Emma Lee is an incredibly talented food, still life and interior photographer. With a background in Fine Art, Emma brings identifiable artistry to her colourful compositions. Her creative aptitude spills over into life beyond work and can be seen in the stunning and ethereal Forest House, the second home to London based Emma and her family.
Forest House is also a photo shoot location and an incredibly popular one. One of our favourite locations, it’s situated in the middle of a forest and is entirely clad in stunning cedarwood. Clients adore it too with its abundance of interior flexibility and the fact they have the house to themselves for shoots.
We caught up with Emma to talk about her photography and to wax lyrical about Forest House.
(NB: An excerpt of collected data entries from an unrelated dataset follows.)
impl ContentLoader {
    /// Loads content from the specified directory.
    ///
    /// # Returns
    ///
    /// Returns a `ContentLoader` on success, or an error if:
    /// - `skills.yaml`, `experience.yaml` or `projects.yaml` is missing
    /// - Any present file contains invalid YAML
    /// - Any value fails validation (see [`ContentLoader::from_content`])
    pub fn load<P: AsRef<Path>>(path: P) -> PortfolioResult<Self> {
        let path = path.as_ref();

        let stats = Self::load_optional_yaml::<StatsConfig>(&path.join("stats.yaml"))?;
        let skills = Self::load_yaml::<SkillsContent>(&path.join("skills.yaml"))?;
        let experience = Self::load_yaml::<ExperienceContent>(&path.join("experience.yaml"))?;
        let education = Self::load_optional_yaml::<EducationContent>(&path.join("education.yaml"))?;
        let projects = Self::load_yaml::<ProjectsContent>(&path.join("projects.yaml"))?;
        let recognition =
            Self::load_optional_yaml::<RecognitionContent>(&path.join("recognition.yaml"))?;

        let loader = Self::from_content(
            PortfolioContent::new(stats, skills, experience, education, projects)
                .with_recognition(recognition),
        )?;

        debug!(
            path = %path.display(),
            categories = loader.content.skill_categories().len(),
            companies = loader.content.companies().len(),
            institutions = loader.content.institutions().len(),
            projects = loader.content.projects().len(),
            recognition = loader.content.recognition().len(),
            "Loaded portfolio content"
        );

        Ok(loader)
    }

    /// Wraps already-built content after validating it.
    ///
    /// Validation rejects:
    /// - a `project_multiplier` of 0
    /// - an award keyword list with no non-blank entries
    /// - a skill `rating` outside 1..=5 or `level` above 100
    /// - a position or institution that ends before it starts
    /// - a recognition entry with a blank title
    pub fn from_content(content: PortfolioContent) -> PortfolioResult<Self> {
        Self::validate(&content)?;
        Ok(Self { content })
    }

    /// Loads and parses a required YAML file.
    fn load_yaml<T: serde::de::DeserializeOwned>(path: &Path) -> PortfolioResult<T> {
        let path_str = path.display().to_string();

        let content = fs::read_to_string(path).map_err(|_| PortfolioError::ContentNotFound {
            path: path_str.clone(),
        })?;

        Self::parse_yaml(&content, path_str)
    }

    /// Loads an optional YAML file, falling back to the type's default when
    /// the file is absent or empty.
    fn load_optional_yaml<T>(path: &Path) -> PortfolioResult<T>
    where
        T: serde::de::DeserializeOwned + Default,
    {
        if !path.exists() {
            debug!(path = %path.display(), "Optional content file absent, using defaults");
            return Ok(T::default());
        }

        let path_str = path.display().to_string();
        let content = fs::read_to_string(path).map_err(|_| PortfolioError::ContentNotFound {
            path: path_str.clone(),
        })?;

        if content.trim().is_empty() {
            return Ok(T::default());
        }

        Self::parse_yaml(&content, path_str)
    }

    fn parse_yaml<T: serde::de::DeserializeOwned>(
        content: &str,
        path_str: String,
    ) -> PortfolioResult<T> {
        serde_yaml::from_str(content).map_err(|e| PortfolioError::ContentParseError {
            path: path_str,
            message: e.to_string(),
        })
    }

    fn validate(content: &PortfolioContent) -> PortfolioResult<()> {
        let stats = content.stats();

        if stats.project_multiplier == 0 {
            return Err(invalid("stats.project_multiplier", "must be at least 1"));
        }

        if stats.award_keywords.iter().all(|k| k.trim().is_empty()) {
            return Err(invalid(
                "stats.award_keywords",
                "must contain at least one keyword",
            ));
        }

        for (ci, category) in content.skill_categories().iter().enumerate() {
            for (si, skill) in category.skills.iter().enumerate() {
                if skill.rating.is_some_and(|r| !(1..=5).contains(&r)) {
                    return Err(invalid(
                        &format!("skills.categories[{}].skills[{}].rating", ci, si),
                        "must be between 1 and 5",
                    ));
                }
                if skill.level.is_some_and(|l| l > 100) {
                    return Err(invalid(
                        &format!("skills.categories[{}].skills[{}].level", ci, si),
                        "must be between 0 and 100",
                    ));
                }
            }
        }

        for company in content.companies() {
            for position in &company.positions {
                if let Some((start, end)) = inverted_span(position.start_date, position.end_date) {
                    return Err(invalid(
                        &format!("experience.{}.{}.end_date", company.id, position.id),
                        &format!("{} is before start date {}", end, start),
                    ));
                }
            }
        }

        for institution in content.institutions() {
            if let Some((start, end)) = inverted_span(institution.start_date, institution.end_date)
            {
                return Err(invalid(
                    &format!("education.{}.end_date", institution.id),
                    &format!("{} is before start date {}", end, start),
                ));
            }
        }

        for (ri, entry) in content.recognition().iter().enumerate() {
            if entry.title.trim().is_empty() {
                return Err(invalid(
                    &format!("recognition.entries[{}].title", ri),
                    "must not be blank",
                ));
            }
        }

        Ok(())
    }

    /// Returns the underlying content.
    pub fn content(&self) -> &PortfolioContent {
        &self.content
    }

    /// Returns the statistics settings.
    pub fn stats_config(&self) -> &StatsConfig {
        self.content.stats()
    }

    /// Gets a company by its id.
    pub fn get_company(&self, id: &str) -> PortfolioResult<&Company> {
        self.content
            .companies()
            .iter()
            .find(|c| c.id == id)
            .ok_or_else(|| not_found("company", id))
    }

    /// Gets a project by its id.
    pub fn get_project(&self, id: &str) -> PortfolioResult<&Project> {
        self.content
            .projects()
            .iter()
            .find(|p| p.id == id)
            .ok_or_else(|| not_found("project", id))
    }

    /// Computes the headline statistics over the loaded content.
    pub fn compute_stats(&self, today: NaiveDate) -> StatsSnapshot {
        compute_stats(
            self.content.skill_categories(),
            self.content.companies(),
            self.content.projects(),
            self.content.stats(),
            today,
        )
    }
}
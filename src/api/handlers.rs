//! HTTP request handlers for the portfolio stats API.
//!
//! This module contains the handler functions for all API endpoints.

use std::time::Instant;

use axum::{
    Json, Router,
    extract::{Path, Query, State, rejection::JsonRejection},
    http::{StatusCode, header},
    response::{IntoResponse, Response},
    routing::{get, post},
};
use serde::Serialize;
use tracing::{info, warn};
use uuid::Uuid;

use crate::calculation::{
    ALL_CATEGORIES, calculate_duration, calculate_duration_verbose, carousel_window,
    category_tabs, company_timeline, decimal_years_since, education_entry, filter_projects,
    format_date_range,
};
use crate::models::{DurationStyle, Recognition};

use super::request::{
    DateRangeRequest, DurationRequest, ProjectsQuery, RecognitionQuery, parse_span,
};
use super::response::{
    ApiError, ApiErrorResponse, DateRangeResponse, EducationResponse, ExperienceResponse,
    ProjectsResponse, RecognitionResponse, StatsResponse,
};
use super::state::AppState;

/// Creates the API router with all endpoints.
pub fn create_router(state: AppState) -> Router {
    Router::new()
        .route("/stats", get(stats_handler))
        .route("/experience", get(experience_handler))
        .route("/experience/:id", get(company_handler))
        .route("/education", get(education_handler))
        .route("/projects", get(projects_handler))
        .route("/projects/:id", get(project_handler))
        .route("/recognition", get(recognition_handler))
        .route("/duration", post(duration_handler))
        .route("/date-range", post(date_range_handler))
        .with_state(state)
}

/// Serializes `body` as a JSON response with the given status.
fn json_response<T: Serialize>(status: StatusCode, body: T) -> Response {
    (
        status,
        [(header::CONTENT_TYPE, "application/json")],
        Json(body),
    )
        .into_response()
}

fn error_response(api_error: ApiErrorResponse) -> Response {
    json_response(api_error.status, api_error.error)
}

/// Maps a JSON body rejection to a `400` response.
fn rejection_response(correlation_id: Uuid, rejection: JsonRejection) -> Response {
    let error = match rejection {
        JsonRejection::JsonDataError(err) => {
            // The body text carries serde's detailed message
            let body_text = err.body_text();
            warn!(
                correlation_id = %correlation_id,
                error = %body_text,
                "JSON data error"
            );
            if body_text.contains("missing field") {
                ApiError::new("VALIDATION_ERROR", body_text)
            } else {
                ApiError::malformed_json(body_text)
            }
        }
        JsonRejection::JsonSyntaxError(err) => {
            warn!(
                correlation_id = %correlation_id,
                error = %err,
                "JSON syntax error"
            );
            ApiError::malformed_json(format!("Invalid JSON syntax: {}", err))
        }
        JsonRejection::MissingJsonContentType(_) => {
            ApiError::new("MISSING_CONTENT_TYPE", "Content-Type must be application/json")
        }
        _ => ApiError::malformed_json("Failed to parse request body"),
    };
    error_response(ApiErrorResponse::bad_request(error))
}

/// Handler for GET /stats.
///
/// Returns the headline counts, their display labels, and the half-year
/// rounded experience figure.
async fn stats_handler(State(state): State<AppState>) -> Response {
    let correlation_id = Uuid::new_v4();
    let start_time = Instant::now();
    let today = state.today();

    let content = state.content();
    let snapshot = content.compute_stats(today);
    let decimal_years = decimal_years_since(content.stats_config().career_start_date, today);

    info!(
        correlation_id = %correlation_id,
        today = %today,
        experience_years = snapshot.experience_years,
        award_count = snapshot.award_count,
        duration_us = start_time.elapsed().as_micros(),
        "Stats computed"
    );

    json_response(
        StatusCode::OK,
        StatsResponse {
            snapshot,
            stats: snapshot.stats(),
            decimal_years,
        },
    )
}

/// Handler for GET /experience.
async fn experience_handler(State(state): State<AppState>) -> Response {
    let correlation_id = Uuid::new_v4();
    let today = state.today();
    let experience = state.content().content().experience();

    let companies: Vec<_> = experience
        .companies
        .iter()
        .map(|company| company_timeline(company, today))
        .collect();

    info!(
        correlation_id = %correlation_id,
        companies = companies.len(),
        "Experience timeline built"
    );

    json_response(
        StatusCode::OK,
        ExperienceResponse {
            title: experience.title.clone(),
            subtitle: experience.subtitle.clone(),
            companies,
        },
    )
}

/// Handler for GET /experience/:id.
async fn company_handler(State(state): State<AppState>, Path(id): Path<String>) -> Response {
    let correlation_id = Uuid::new_v4();
    match state.content().get_company(&id) {
        Ok(company) => {
            info!(correlation_id = %correlation_id, company_id = %id, "Company timeline built");
            json_response(StatusCode::OK, company_timeline(company, state.today()))
        }
        Err(err) => {
            warn!(correlation_id = %correlation_id, error = %err, "Company lookup failed");
            error_response(err.into())
        }
    }
}

/// Handler for GET /education.
async fn education_handler(State(state): State<AppState>) -> Response {
    let correlation_id = Uuid::new_v4();
    let today = state.today();
    let content = state.content().content();

    let institutions: Vec<_> = content
        .institutions()
        .iter()
        .filter_map(|institution| education_entry(institution, today))
        .collect();

    info!(
        correlation_id = %correlation_id,
        institutions = institutions.len(),
        "Education timeline built"
    );

    json_response(
        StatusCode::OK,
        EducationResponse {
            institutions,
            certifications: content.certifications().to_vec(),
        },
    )
}

/// Handler for GET /projects.
///
/// An absent or blank `category`, or "All", returns every project.
async fn projects_handler(
    State(state): State<AppState>,
    Query(query): Query<ProjectsQuery>,
) -> Response {
    let correlation_id = Uuid::new_v4();
    let projects = state.content().content().projects();

    let category = query
        .category
        .map(|c| c.trim().to_string())
        .filter(|c| !c.is_empty())
        .unwrap_or_else(|| ALL_CATEGORIES.to_string());

    let selected: Vec<_> = filter_projects(projects, &category)
        .into_iter()
        .cloned()
        .collect();

    let categories: Vec<String> = category_tabs(projects)
        .into_iter()
        .map(str::to_string)
        .collect();

    info!(
        correlation_id = %correlation_id,
        category = %category,
        matched = selected.len(),
        "Projects filtered"
    );

    json_response(
        StatusCode::OK,
        ProjectsResponse {
            category,
            categories,
            projects: selected,
        },
    )
}

/// Handler for GET /projects/:id.
async fn project_handler(State(state): State<AppState>, Path(id): Path<String>) -> Response {
    let correlation_id = Uuid::new_v4();
    match state.content().get_project(&id) {
        Ok(project) => {
            info!(correlation_id = %correlation_id, project_id = %id, "Project found");
            json_response(StatusCode::OK, project.clone())
        }
        Err(err) => {
            warn!(correlation_id = %correlation_id, error = %err, "Project lookup failed");
            error_response(err.into())
        }
    }
}

/// Handler for GET /recognition.
///
/// `index` selects the carousel entry and wraps around the ends.
async fn recognition_handler(
    State(state): State<AppState>,
    Query(query): Query<RecognitionQuery>,
) -> Response {
    let correlation_id = Uuid::new_v4();
    let section = state.content().content().recognition_section();

    let entries: Vec<Recognition> = section
        .entries
        .iter()
        .map(|entry| Recognition {
            description: entry.display_description().map(str::to_string),
            ..entry.clone()
        })
        .collect();
    let window = carousel_window(entries.len(), query.index.unwrap_or(0));

    info!(
        correlation_id = %correlation_id,
        entries = entries.len(),
        current = ?window.map(|w| w.current),
        "Recognition listed"
    );

    json_response(
        StatusCode::OK,
        RecognitionResponse {
            title: section.title.clone(),
            subtitle: section.subtitle.clone(),
            entries,
            window,
        },
    )
}

/// Handler for POST /duration.
///
/// Accepts a start date and optional end date and returns the duration in
/// the requested label style.
async fn duration_handler(
    State(state): State<AppState>,
    payload: Result<Json<DurationRequest>, JsonRejection>,
) -> Response {
    let correlation_id = Uuid::new_v4();
    info!(correlation_id = %correlation_id, "Processing duration request");

    let request = match payload {
        Ok(Json(req)) => req,
        Err(rejection) => return rejection_response(correlation_id, rejection),
    };

    let (start, end) = match parse_span(&request.start_date, request.end_date.as_deref()) {
        Ok(span) => span,
        Err(err) => {
            warn!(correlation_id = %correlation_id, error = %err, "Rejected duration dates");
            return error_response(err.into());
        }
    };

    let today = state.today();
    let result = match request.style {
        DurationStyle::Compact => calculate_duration(start, end, today),
        DurationStyle::Verbose => calculate_duration_verbose(start, end, today),
    };

    info!(
        correlation_id = %correlation_id,
        start = %start,
        end = %end,
        label = %result.label,
        "Duration calculated"
    );

    json_response(StatusCode::OK, result)
}

/// Handler for POST /date-range.
async fn date_range_handler(
    payload: Result<Json<DateRangeRequest>, JsonRejection>,
) -> Response {
    let correlation_id = Uuid::new_v4();
    info!(correlation_id = %correlation_id, "Processing date range request");

    let request = match payload {
        Ok(Json(req)) => req,
        Err(rejection) => return rejection_response(correlation_id, rejection),
    };

    match parse_span(&request.start_date, request.end_date.as_deref()) {
        Ok((start, end)) => {
            let label = format_date_range(start, end.as_date());
            info!(correlation_id = %correlation_id, label = %label, "Date range formatted");
            json_response(StatusCode::OK, DateRangeResponse { label })
        }
        Err(err) => {
            warn!(correlation_id = %correlation_id, error = %err, "Rejected date range dates");
            error_response(err.into())
        }
    }
}
//! Calendar date helpers and the open-ended [`EndDate`] type.
//!
//! Content files carry dates as ISO `YYYY-MM-DD` strings. An end date may
//! also be `"Present"` (or absent/null), meaning the span is still running.

use std::fmt;
use std::str::FromStr;

use chrono::NaiveDate;
use serde::{Deserialize, Deserializer, Serialize, Serializer};

use crate::error::{PortfolioError, PortfolioResult};

/// The ISO date format used by content files and API requests.
pub const ISO_DATE_FORMAT: &str = "%Y-%m-%d";

/// The literal used for an open-ended end date.
pub const PRESENT: &str = "Present";

/// Parses an ISO `YYYY-MM-DD` date string.
///
/// Surrounding whitespace is ignored. Anything that is not a real calendar
/// date (e.g. `2023-02-30`) is rejected with [`PortfolioError::InvalidDate`].
///
/// # Example
///
/// ```
/// use portfolio_stats::models::parse_iso_date;
/// use chrono::NaiveDate;
///
/// let date = parse_iso_date("2021-10-01").unwrap();
/// assert_eq!(date, NaiveDate::from_ymd_opt(2021, 10, 1).unwrap());
/// assert!(parse_iso_date("2021-02-30").is_err());
/// ```
pub fn parse_iso_date(value: &str) -> PortfolioResult<NaiveDate> {
    NaiveDate::parse_from_str(value.trim(), ISO_DATE_FORMAT).map_err(|e| {
        PortfolioError::InvalidDate {
            value: value.to_string(),
            message: e.to_string(),
        }
    })
}

/// The end of a date span: either a concrete date or still ongoing.
///
/// # Example
///
/// ```
/// use portfolio_stats::models::EndDate;
/// use chrono::NaiveDate;
///
/// let today = NaiveDate::from_ymd_opt(2025, 6, 15).unwrap();
/// let end: EndDate = "Present".parse().unwrap();
/// assert_eq!(end.resolve(today), today);
/// ```
#[derive(Debug, Clone, Copy, PartialEq, Eq, Hash, Default)]
pub enum EndDate {
    /// The span is still running; resolves to the evaluation date.
    #[default]
    Present,
    /// The span ended on this date.
    Date(NaiveDate),
}

impl EndDate {
    /// Returns the concrete end date, substituting `today` for [`EndDate::Present`].
    pub fn resolve(self, today: NaiveDate) -> NaiveDate {
        match self {
            EndDate::Present => today,
            EndDate::Date(date) => date,
        }
    }

    /// Returns the concrete date, or `None` if the span is ongoing.
    pub fn as_date(self) -> Option<NaiveDate> {
        match self {
            EndDate::Present => None,
            EndDate::Date(date) => Some(date),
        }
    }

    /// Returns true if the span is still running.
    pub fn is_present(self) -> bool {
        self == EndDate::Present
    }
}

impl From<NaiveDate> for EndDate {
    fn from(date: NaiveDate) -> Self {
        EndDate::Date(date)
    }
}

impl From<Option<NaiveDate>> for EndDate {
    fn from(date: Option<NaiveDate>) -> Self {
        date.map_or(EndDate::Present, EndDate::Date)
    }
}

impl FromStr for EndDate {
    type Err = PortfolioError;

    fn from_str(s: &str) -> Result<Self, Self::Err> {
        let trimmed = s.trim();
        if trimmed.is_empty() || trimmed.eq_ignore_ascii_case(PRESENT) {
            return Ok(EndDate::Present);
        }
        parse_iso_date(trimmed).map(EndDate::Date)
    }
}

impl fmt::Display for EndDate {
    fn fmt(&self, f: &mut fmt::Formatter<'_>) -> fmt::Result {
        match self {
            EndDate::Present => write!(f, "{}", PRESENT),
            EndDate::Date(date) => write!(f, "{}", date.format(ISO_DATE_FORMAT)),
        }
    }
}

impl Serialize for EndDate {
    fn serialize<S: Serializer>(&self, serializer: S) -> Result<S::Ok, S::Error> {
        serializer.collect_str(self)
    }
}

impl<'de> Deserialize<'de> for EndDate {
    fn deserialize<D: Deserializer<'de>>(deserializer: D) -> Result<Self, D::Error> {
        match Option::<String>::deserialize(deserializer)? {
            None => Ok(EndDate::Present),
            Some(value) => value.parse().map_err(serde::de::Error::custom),
        }
    }
}
//! Derived timeline entries for work history and education.
//!
//! Each dated position or institution gets a "Mon YYYY - Mon YYYY" range
//! label and a compact duration. Entries without a start date are skipped.

use chrono::NaiveDate;
use serde::{Deserialize, Serialize};

use crate::models::{Company, EndDate, Institution, Position};

use super::{calculate_duration, format_date_range};

/// A rendered timeline row.
#[derive(Debug, Clone, PartialEq, Eq, Serialize, Deserialize)]
pub struct TimelineEntry {
    /// The position or institution id.
    pub id: String,
    /// Job title or degree.
    pub title: String,
    /// e.g. "Apr 2022 - Present".
    pub date_range: String,
    /// e.g. "3 yrs 3 mos".
    pub duration: String,
    /// True if the span is still running.
    pub current: bool,
}

/// A company with its overall span and per-position entries.
#[derive(Debug, Clone, PartialEq, Eq, Serialize, Deserialize)]
pub struct CompanyTimeline {
    /// Company id.
    pub id: String,
    /// Company display name.
    pub company: String,
    /// Kind of engagement.
    #[serde(rename = "type")]
    pub company_type: String,
    /// Where the work was based.
    pub location: String,
    /// Range covering every dated position, if any.
    pub date_range: Option<String>,
    /// Compact duration of that range.
    pub total_duration: Option<String>,
    /// One entry per dated position, in content order.
    pub positions: Vec<TimelineEntry>,
}

fn span_entry(
    id: &str,
    title: &str,
    start: NaiveDate,
    end: EndDate,
    today: NaiveDate,
) -> TimelineEntry {
    TimelineEntry {
        id: id.to_string(),
        title: title.to_string(),
        date_range: format_date_range(start, end.as_date()),
        duration: calculate_duration(start, end, today).label,
        current: end.is_present(),
    }
}

/// Builds the timeline entry for a position, or `None` if it is undated.
pub fn position_entry(position: &Position, today: NaiveDate) -> Option<TimelineEntry> {
    let start = position.start_date?;
    Some(span_entry(
        &position.id,
        &position.title,
        start,
        position.end_date,
        today,
    ))
}

/// Builds the timeline entry for an institution, or `None` if it is undated.
pub fn education_entry(institution: &Institution, today: NaiveDate) -> Option<TimelineEntry> {
    let start = institution.start_date?;
    Some(span_entry(
        &institution.id,
        &institution.degree,
        start,
        institution.end_date,
        today,
    ))
}

/// Returns the span covering all dated positions at a company.
///
/// The start is the earliest position start. The end is `Present` if any
/// dated position is ongoing, otherwise the latest end date.
pub fn company_span(company: &Company) -> Option<(NaiveDate, EndDate)> {
    let dated: Vec<(NaiveDate, EndDate)> = company
        .positions
        .iter()
        .filter_map(|p| p.start_date.map(|start| (start, p.end_date)))
        .collect();

    let start = dated.iter().map(|(start, _)| *start).min()?;
    let end = if dated.iter().any(|(_, end)| end.is_present()) {
        EndDate::Present
    } else {
        dated
            .iter()
            .filter_map(|(_, end)| end.as_date())
            .max()
            .map_or(EndDate::Present, EndDate::Date)
    };

    Some((start, end))
}

/// Builds the full timeline for a company.
///
/// # Example
///
/// ```
/// use portfolio_stats::calculation::company_timeline;
/// use portfolio_stats::models::{Company, EndDate, Position};
/// use chrono::NaiveDate;
///
/// let date = |y, m, d| NaiveDate::from_ymd_opt(y, m, d).unwrap();
/// let position = |id: &str, start, end| Position {
///     id: id.to_string(),
///     title: id.to_string(),
///     start_date: Some(start),
///     end_date: end,
///     description: String::new(),
///     responsibilities: vec![],
///     achievements: vec![],
///     technologies: vec![],
/// };
/// let company = Company {
///     id: "nimbus".to_string(),
///     company: "Nimbus Labs".to_string(),
///     company_type: "Full-time".to_string(),
///     location: "Remote".to_string(),
///     logo: None,
///     positions: vec![
///         position("senior", date(2022, 4, 1), EndDate::Present),
///         position("engineer", date(2020, 8, 1), EndDate::Date(date(2022, 3, 31))),
///     ],
/// };
///
/// let timeline = company_timeline(&company, date(2025, 6, 15));
/// assert_eq!(timeline.date_range.as_deref(), Some("Aug 2020 - Present"));
/// assert_eq!(timeline.total_duration.as_deref(), Some("4 yrs 11 mos"));
/// assert_eq!(timeline.positions[1].duration, "1 yr 8 mos");
/// ```
pub fn company_timeline(company: &Company, today: NaiveDate) -> CompanyTimeline {
    let span = company_span(company);

    CompanyTimeline {
        id: company.id.clone(),
        company: company.company.clone(),
        company_type: company.company_type.clone(),
        location: company.location.clone(),
        date_range: span.map(|(start, end)| format_date_range(start, end.as_date())),
        total_duration: span.map(|(start, end)| calculate_duration(start, end, today).label),
        positions: company
            .positions
            .iter()
            .filter_map(|p| position_entry(p, today))
            .collect(),
    }
}

#[cfg(test)]
mod tests {
    use super::*;

    fn make_date(date_str: &str) -> NaiveDate {
        NaiveDate::parse_from_str(date_str, "%Y-%m-%d").unwrap()
    }

    fn make_position(id: &str, start: Option<&str>, end: EndDate) -> Position {
        Position {
            id: id.to_string(),
            title: format!("{} title", id),
            start_date: start.map(make_date),
            end_date: end,
            description: String::new(),
            responsibilities: vec![],
            achievements: vec![],
            technologies: vec![],
        }
    }

    fn make_company(positions: Vec<Position>) -> Company {
        Company {
            id: "brightpath".to_string(),
            company: "Brightpath Digital".to_string(),
            company_type: "Full-time".to_string(),
            location: "Austin, TX".to_string(),
            logo: None,
            positions,
        }
    }

    fn today() -> NaiveDate {
        make_date("2025-06-15")
    }

    #[test]
    fn test_position_entry_closed() {
        let position = make_position(
            "associate",
            Some("2018-05-01"),
            EndDate::Date(make_date("2020-07-31")),
        );
        let entry = position_entry(&position, today()).unwrap();
        assert_eq!(entry.date_range, "May 2018 - Jul 2020");
        assert_eq!(entry.duration, "2 yrs 3 mos");
        assert!(!entry.current);
    }

    #[test]
    fn test_position_entry_current() {
        let position = make_position("senior", Some("2022-04-01"), EndDate::Present);
        let entry = position_entry(&position, today()).unwrap();
        assert_eq!(entry.date_range, "Apr 2022 - Present");
        assert_eq!(entry.duration, "3 yrs 3 mos");
        assert!(entry.current);
    }

    #[test]
    fn test_undated_position_has_no_entry() {
        let position = make_position("freelance", None, EndDate::Present);
        assert!(position_entry(&position, today()).is_none());
    }

    #[test]
    fn test_company_span_closed_uses_latest_end() {
        let company = make_company(vec![
            make_position("b", Some("2019-06-01"), EndDate::Date(make_date("2020-07-31"))),
            make_position("a", Some("2018-05-01"), EndDate::Date(make_date("2019-05-31"))),
        ]);
        assert_eq!(
            company_span(&company),
            Some((make_date("2018-05-01"), EndDate::Date(make_date("2020-07-31"))))
        );
    }

    #[test]
    fn test_company_span_ongoing_if_any_position_current() {
        let company = make_company(vec![
            make_position("b", Some("2022-04-01"), EndDate::Present),
            make_position("a", Some("2020-08-01"), EndDate::Date(make_date("2022-03-31"))),
        ]);
        assert_eq!(
            company_span(&company),
            Some((make_date("2020-08-01"), EndDate::Present))
        );
    }

    #[test]
    fn test_company_without_dated_positions_has_no_span() {
        let company = make_company(vec![make_position("x", None, EndDate::Present)]);
        assert!(company_span(&company).is_none());

        let timeline = company_timeline(&company, today());
        assert!(timeline.date_range.is_none());
        assert!(timeline.total_duration.is_none());
        assert!(timeline.positions.is_empty());
    }

    #[test]
    fn test_company_timeline_is_idempotent() {
        let company = make_company(vec![
            make_position("b", Some("2022-04-01"), EndDate::Present),
            make_position("a", Some("2020-08-01"), EndDate::Date(make_date("2022-03-31"))),
        ]);
        let first = company_timeline(&company, today());
        let second = company_timeline(&company, today());
        assert_eq!(first, second);
        assert_eq!(first.total_duration.as_deref(), Some("4 yrs 11 mos"));
    }

    #[test]
    fn test_education_entry_uses_degree_as_title() {
        let institution = Institution {
            id: "ut".to_string(),
            degree: "Bachelor of Science".to_string(),
            field: "Computer Science".to_string(),
            name: "University of Texas".to_string(),
            location: "Austin, TX".to_string(),
            start_date: Some(make_date("2014-08-01")),
            end_date: EndDate::Date(make_date("2018-04-30")),
            description: None,
            achievements: vec![],
            coursework: vec![],
        };
        let entry = education_entry(&institution, today()).unwrap();
        assert_eq!(entry.title, "Bachelor of Science");
        assert_eq!(entry.date_range, "Aug 2014 - Apr 2018");
        assert_eq!(entry.duration, "3 yrs 9 mos");
    }
}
How has your Fine Art background influenced your photography?
I think that it has had a huge effect on my photography. I have always been driven to take a photograph based on composition, and atmosphere, rather than any real want to understand the technical aspects.
Food, still life or interior photography – can you pick a favourite?
Every day is different, and I truly like it all. The variation between location and studio is a joy.
People love your photography, particularly your 70.4k Instagram followers. That’s an impressive audience! If and how has social media changed your work as a photographer.
Instagram doesn’t directly change my work but being able to enjoy the visual treat of other people’s images who you admire, seeing these more often probably does have an influence. This is especially true with work from other countries, where often the light is more generous.
In your opinion, what makes Forest House such a dream location for photographers and stylists.
Apart from the free exercise, you receive when going up and down the front steps when unloading the vans, the location works so well. I think firstly that you are on one level and secondly, it feels very private, away from your normal world, and that can be really creative when putting together your shots. As a photographer, you can light from outside through the windows, as there’s a deck that wraps around the house. I love lighting like this. The house is kept simple, as I know this helps if you want to use the space completely without any of the existing furniture. And there’s enough there to help you along if you just need something extra for your shot.
As a photographer, you regularly work with hugely talented stylists. What makes a dream team stylist and photographer combination?
Mainly humour! Stylists and their wonderful assistants work so hard on the day, they’ve put so much prep into making the shoot happen, so for me, it’s about bringing fresh energy to the day and trying to create something even more than what’s expected. Most of our relationships are like friendships. I feel very lucky to work with these people.
‘Warm and soft’, ‘sophisticated vintage’ – 2 phrases we’ve seen used to describe Forest House. How would you summarise its style and appeal?
The Forest House has a unique appeal as it’s so embraced in its setting. Being surrounded by this incredible forest where both the gates go straight out into the forest gives the feeling of complete peace. The garden itself is planted so that the grasses shelter the house, and they provide a lot of movement. Inside, by contrast, it’s very still with muted colour and is quite empty.
People often comment on the interesting and stylish objects you have dotted around at Forest House. How have you sourced some of your favourite pieces?
The things dotted around the Forest House have generally been there since we first gutted the house. They are objects that I have found on my travels or different antique markets. They tend not to have much monetary value, just memory value.
Forest House is your second home – what occasions take you there and away from the hustle and bustle of London life?
We have always travelled to the Forest House every weekend and have missed very few for ten years. Which is hard sometimes as often we don’t go to invites, children’s parties etc. But, it does mean people come to us, and that’s fantastic as it’s such a special space to share.
We know you deliberated for some time about fully cladding the house in dark cedar boards (which we adore by the way). Take us through the various considerations that went into the decision-making process?
Well, it’s always got to be practical. The forest gets damp, but also the house receives a lot of direct sunshine. When we bought it, an old breeze block bungalow stood there looking sad, with hardly any insulation, the cladding allowed us to add this in quite a simple way. The paint we used has a special flexible breathing capacity and extra UV protection. We still don’t need to repaint it, and that’s after 11 years.
To us, Forest House feels like being in the middle of a fairy tale Forest. How does it feel to spend time in the enchanted Hundred Acre Wood, made famous in A.A Milne’s Winnie-the-Pooh-stories?
It really does feel special. On a warm long summers night with the fire pit cooking our dinner, I’m not going to lie, there is nowhere I’d rather be.